▶ [THE PROBLEM]: Copy out each record below, exactly as given.

═════ EXERCISE MATERIALS ═════

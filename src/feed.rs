use std::sync::{Mutex, MutexGuard, PoisonError};

use chrono::Utc;

use crate::cache::{FeedCache, KeyValueStore};
use crate::card::PostCard;
use crate::client::{FeedApi, PostsQuery};
use crate::error::FeedError;
use crate::i18n::Locale;
use crate::location::{self, LocationProvider};
use crate::model::{Channel, Post, Profile};
use crate::nav::{CardDelegate, Navigator, Route};

#[derive(Debug, Clone, PartialEq, Default)]
pub enum FeedScope {
    #[default]
    Root,
    Channel(Channel),
}

impl FeedScope {
    pub fn is_root(&self) -> bool {
        matches!(self, FeedScope::Root)
    }

    pub fn channel(&self) -> Option<&Channel> {
        match self {
            FeedScope::Root => None,
            FeedScope::Channel(c) => Some(c),
        }
    }
}

#[derive(Debug, Clone, PartialEq, Default)]
pub struct FeedState {
    pub posts: Vec<Post>,
    pub refreshing: bool,
    pub error: Option<FeedError>,
    pub show_new_post_modal: bool,
}

#[derive(Debug, Clone, Copy, PartialEq, Eq)]
pub enum FetchOutcome {
    /// The list was replaced with this many posts.
    Updated(usize),
    /// The list was kept; the error is now displayed.
    Failed(FeedError),
    /// A newer fetch was issued while this one was in flight; its result was dropped.
    Superseded,
}

#[derive(Default)]
struct Inner {
    state: FeedState,
    latest_generation: u64,
}

pub struct FeedController<A, L, S, N> {
    api: A,
    location: L,
    cache: FeedCache<S>,
    navigator: N,
    scope: FeedScope,
    locale: Locale,
    inner: Mutex<Inner>,
}

impl<A, L, S, N> FeedController<A, L, S, N>
where
    A: FeedApi,
    L: LocationProvider,
    S: KeyValueStore,
    N: Navigator,
{
    pub fn new(api: A, location: L, cache: FeedCache<S>, navigator: N, scope: FeedScope) -> Self {
        Self {
            api,
            location,
            cache,
            navigator,
            scope,
            locale: Locale::default(),
            inner: Mutex::new(Inner::default()),
        }
    }

    pub fn with_locale(mut self, locale: Locale) -> Self {
        self.locale = locale;
        self
    }

    pub fn api(&self) -> &A {
        &self.api
    }

    pub fn locale(&self) -> Locale {
        self.locale
    }

    pub fn state(&self) -> FeedState {
        self.lock().state.clone()
    }

    pub fn posts(&self) -> Vec<Post> {
        self.lock().state.posts.clone()
    }

    pub fn cards(&self) -> Vec<PostCard> {
        self.lock()
            .state
            .posts
            .iter()
            .cloned()
            .map(PostCard::new)
            .collect()
    }

    pub fn error_message(&self) -> Option<&'static str> {
        self.lock().state.error.map(|e| self.locale.feed_error(e))
    }

    pub fn title(&self) -> String {
        match &self.scope {
            FeedScope::Root => self.locale.timeline_title().to_string(),
            FeedScope::Channel(c) => format!("#{}", c.name),
        }
    }

    /// Cache hydration then a first refresh.
    pub async fn mount(&self) -> FetchOutcome {
        self.load_cached().await;
        self.refresh().await
    }

    /// Shows the last saved root feed. Channel views never read the cache.
    pub async fn load_cached(&self) -> usize {
        if !self.scope.is_root() {
            return 0;
        }

        match self.cache.load(Utc::now()).await {
            Ok(Some(posts)) => {
                let count = posts.len();
                self.lock().state.posts = posts;
                tracing::info!(count, "hydrated timeline from cache");
                count
            }
            Ok(None) => 0,
            Err(e) => {
                tracing::warn!(error = %e, "ignoring unreadable timeline cache");
                0
            }
        }
    }

    pub async fn refresh(&self) -> FetchOutcome {
        let generation = {
            let mut inner = self.lock();
            inner.state.refreshing = true;
            Self::next_generation(&mut inner)
        };

        let outcome = self.fetch_generation(generation).await;

        if self.scope.is_root() {
            let posts = self.posts();
            if let Err(e) = self.cache.save(&posts, Utc::now()).await {
                tracing::warn!(error = %e, "failed to persist timeline cache");
            }
        }
        outcome
    }

    pub async fn fetch_posts(&self) -> FetchOutcome {
        let generation = Self::next_generation(&mut self.lock());
        self.fetch_generation(generation).await
    }

    async fn fetch_generation(&self, generation: u64) -> FetchOutcome {
        let query = PostsQuery {
            channel_id: self.scope.channel().map(|c| c.id.clone()),
            location: location::resolve_best_effort(&self.location).await,
        };
        let result = self.api.fetch_posts(&query).await;

        let mut inner = self.lock();
        if generation != inner.latest_generation {
            tracing::debug!(
                generation,
                latest = inner.latest_generation,
                "dropping superseded feed response"
            );
            return FetchOutcome::Superseded;
        }

        inner.state.refreshing = false;
        match result {
            Ok(posts) => {
                let count = posts.len();
                inner.state.posts = posts;
                inner.state.error = None;
                tracing::info!(count, channel = ?query.channel_id, "timeline updated");
                FetchOutcome::Updated(count)
            }
            Err(e) => {
                let error = FeedError::classify(&e);
                tracing::warn!(error = %e, class = ?error, "failed to fetch posts");
                inner.state.error = Some(error);
                FetchOutcome::Failed(error)
            }
        }
    }

    pub fn new_post(&self) {
        self.lock().state.show_new_post_modal = true;
    }

    pub fn dismiss_new_post(&self) {
        self.lock().state.show_new_post_modal = false;
    }

    /// Puts a just-composed post at the top without re-fetching.
    pub fn submit_new_post(&self, post: Post) {
        let mut inner = self.lock();
        inner.state.show_new_post_modal = false;
        inner.state.posts.insert(0, post);
    }

    /// Only the root feed may push a channel timeline.
    pub fn open_channel(&self, channel: &Channel) {
        if !self.scope.is_root() {
            tracing::debug!(channel = %channel.name, "channel to channel navigation ignored");
            return;
        }
        self.navigator.push(Route::Timeline {
            channel: Some(channel.clone()),
        });
    }

    pub fn open_profile(&self, profile: &Profile) {
        self.navigator.push(Route::Profile(profile.clone()));
    }

    pub fn open_post(&self, post: &Post) {
        self.navigator.push(Route::Post(post.clone()));
    }

    pub fn open_notifications(&self) {
        if self.scope.is_root() {
            self.navigator.push(Route::Notifications);
        }
    }

    fn next_generation(inner: &mut Inner) -> u64 {
        inner.latest_generation += 1;
        inner.latest_generation
    }

    fn lock(&self) -> MutexGuard<'_, Inner> {
        self.inner.lock().unwrap_or_else(PoisonError::into_inner)
    }
}

impl<A, L, S, N> CardDelegate for FeedController<A, L, S, N>
where
    A: FeedApi,
    L: LocationProvider,
    S: KeyValueStore,
    N: Navigator,
{
    fn open_profile(&self, profile: &Profile) {
        FeedController::open_profile(self, profile)
    }

    fn open_channel(&self, channel: &Channel) {
        FeedController::open_channel(self, channel)
    }
}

═════

▶ [RESPONSE TO THIS EXERCISE]:
filename src/feed.rs
use std::sync::{Mutex, MutexGuard, PoisonError};

use chrono::Utc;

use crate::cache::{FeedCache, KeyValueStore};
use crate::card::PostCard;
use crate::client::{FeedApi, PostsQuery};
use crate::error::FeedError;
use crate::i18n::Locale;
use crate::location::{self, LocationProvider};
use crate::model::{Channel, Post, Profile};
use crate::nav::{CardDelegate, Navigator, Route};

#[derive(Debug, Clone, PartialEq, Default)]
pub enum FeedScope {
    #[default]
    Root,
    Channel(Channel),
}

impl FeedScope {
    pub fn is_root(&self) -> bool {
        matches!(self, FeedScope::Root)
    }

    pub fn channel(&self) -> Option<&Channel> {
        match self {
            FeedScope::Root => None,
            FeedScope::Channel(c) => Some(c),
        }
    }
}

#[derive(Debug, Clone, PartialEq, Default)]
pub struct FeedState {
    pub posts: Vec<Post>,
    pub refreshing: bool,
    pub error: Option<FeedError>,
    pub show_new_post_modal: bool,
}

#[derive(Debug, Clone, Copy, PartialEq, Eq)]
pub enum FetchOutcome {
    /// The list was replaced with this many posts.
    Updated(usize),
    /// The list was kept; the error is now displayed.
    Failed(FeedError),
    /// A newer fetch was issued while this one was in flight; its result was dropped.
    Superseded,
}

#[derive(Default)]
struct Inner {
    state: FeedState,
    latest_generation: u64,
}

pub struct FeedController<A, L, S, N> {
    api: A,
    location: L,
    cache: FeedCache<S>,
    navigator: N,
    scope: FeedScope,
    locale: Locale,
    inner: Mutex<Inner>,
}

impl<A, L, S, N> FeedController<A, L, S, N>
where
    A: FeedApi,
    L: LocationProvider,
    S: KeyValueStore,
    N: Navigator,
{
    pub fn new(api: A, location: L, cache: FeedCache<S>, navigator: N, scope: FeedScope) -> Self {
        Self {
            api,
            location,
            cache,
            navigator,
            scope,
            locale: Locale::default(),
            inner: Mutex::new(Inner::default()),
        }
    }

    pub fn with_locale(mut self, locale: Locale) -> Self {
        self.locale = locale;
        self
    }

    pub fn api(&self) -> &A {
        &self.api
    }

    pub fn locale(&self) -> Locale {
        self.locale
    }

    pub fn state(&self) -> FeedState {
        self.lock().state.clone()
    }

    pub fn posts(&self) -> Vec<Post> {
        self.lock().state.posts.clone()
    }

    pub fn cards(&self) -> Vec<PostCard> {
        self.lock()
            .state
            .posts
            .iter()
            .cloned()
            .map(PostCard::new)
            .collect()
    }

    pub fn error_message(&self) -> Option<&'static str> {
        self.lock().state.error.map(|e| self.locale.feed_error(e))
    }

    pub fn title(&self) -> String {
        match &self.scope {
            FeedScope::Root => self.locale.timeline_title().to_string(),
            FeedScope::Channel(c) => format!("#{}", c.name),
        }
    }

    /// Cache hydration then a first refresh.
    pub async fn mount(&self) -> FetchOutcome {
        self.load_cached().await;
        self.refresh().await
    }

    /// Shows the last saved root feed. Channel views never read the cache.
    pub async fn load_cached(&self) -> usize {
        if !self.scope.is_root() {
            return 0;
        }

        match self.cache.load(Utc::now()).await {
            Ok(Some(posts)) => {
                let count = posts.len();
                self.lock().state.posts = posts;
                tracing::info!(count, "hydrated timeline from cache");
                count
            }
            Ok(None) => 0,
            Err(e) => {
                tracing::warn!(error = %e, "ignoring unreadable timeline cache");
                0
            }
        }
    }

    pub async fn refresh(&self) -> FetchOutcome {
        let generation = {
            let mut inner = self.lock();
            inner.state.refreshing = true;
            Self::next_generation(&mut inner)
        };

        let outcome = self.fetch_generation(generation).await;

        if self.scope.is_root() {
            let posts = self.posts();
            if let Err(e) = self.cache.save(&posts, Utc::now()).await {
                tracing::warn!(error = %e, "failed to persist timeline cache");
            }
        }
        outcome
    }

    pub async fn fetch_posts(&self) -> FetchOutcome {
        let generation = Self::next_generation(&mut self.lock());
        self.fetch_generation(generation).await
    }

    async fn fetch_generation(&self, generation: u64) -> FetchOutcome {
        let query = PostsQuery {
            channel_id: self.scope.channel().map(|c| c.id.clone()),
            location: location::resolve_best_effort(&self.location).await,
        };
        let result = self.api.fetch_posts(&query).await;

        let mut inner = self.lock();
        if generation != inner.latest_generation {
            tracing::debug!(
                generation,
                latest = inner.latest_generation,
                "dropping superseded feed response"
            );
            return FetchOutcome::Superseded;
        }

        inner.state.refreshing = false;
        match result {
            Ok(posts) => {
                let count = posts.len();
                inner.state.posts = posts;
                inner.state.error = None;
                tracing::info!(count, channel = ?query.channel_id, "timeline updated");
                FetchOutcome::Updated(count)
            }
            Err(e) => {
                let error = FeedError::classify(&e);
                tracing::warn!(error = %e, class = ?error, "failed to fetch posts");
                inner.state.error = Some(error);
                FetchOutcome::Failed(error)
            }
        }
    }

    pub fn new_post(&self) {
        self.lock().state.show_new_post_modal = true;
    }

    pub fn dismiss_new_post(&self) {
        self.lock().state.show_new_post_modal = false;
    }

    /// Puts a just-composed post at the top without re-fetching.
    pub fn submit_new_post(&self, post: Post) {
        let mut inner = self.lock();
        inner.state.show_new_post_modal = false;
        inner.state.posts.insert(0, post);
    }

    /// Only the root feed may push a channel timeline.
    pub fn open_channel(&self, channel: &Channel) {
        if !self.scope.is_root() {
            tracing::debug!(channel = %channel.name, "channel to channel navigation ignored");
            return;
        }
        self.navigator.push(Route::Timeline {
            channel: Some(channel.clone()),
        });
    }

    pub fn open_profile(&self, profile: &Profile) {
        self.navigator.push(Route::Profile(profile.clone()));
    }

    pub fn open_post(&self, post: &Post) {
        self.navigator.push(Route::Post(post.clone()));
    }

    pub fn open_notifications(&self) {
        if self.scope.is_root() {
            self.navigator.push(Route::Notifications);
        }
    }

    fn next_generation(inner: &mut Inner) -> u64 {
        inner.latest_generation += 1;
        inner.latest_generation
    }

    fn lock(&self) -> MutexGuard<'_, Inner> {
        self.inner.lock().unwrap_or_else(PoisonError::into_inner)
    }
}

impl<A, L, S, N> CardDelegate for FeedController<A, L, S, N>
where
    A: FeedApi,
    L: LocationProvider,
    S: KeyValueStore,
    N: Navigator,
{
    fn open_profile(&self, profile: &Profile) {
        FeedController::open_profile(self, profile)
    }

    fn open_channel(&self, channel: &Channel) {
        FeedController::open_channel(self, channel)
    }
}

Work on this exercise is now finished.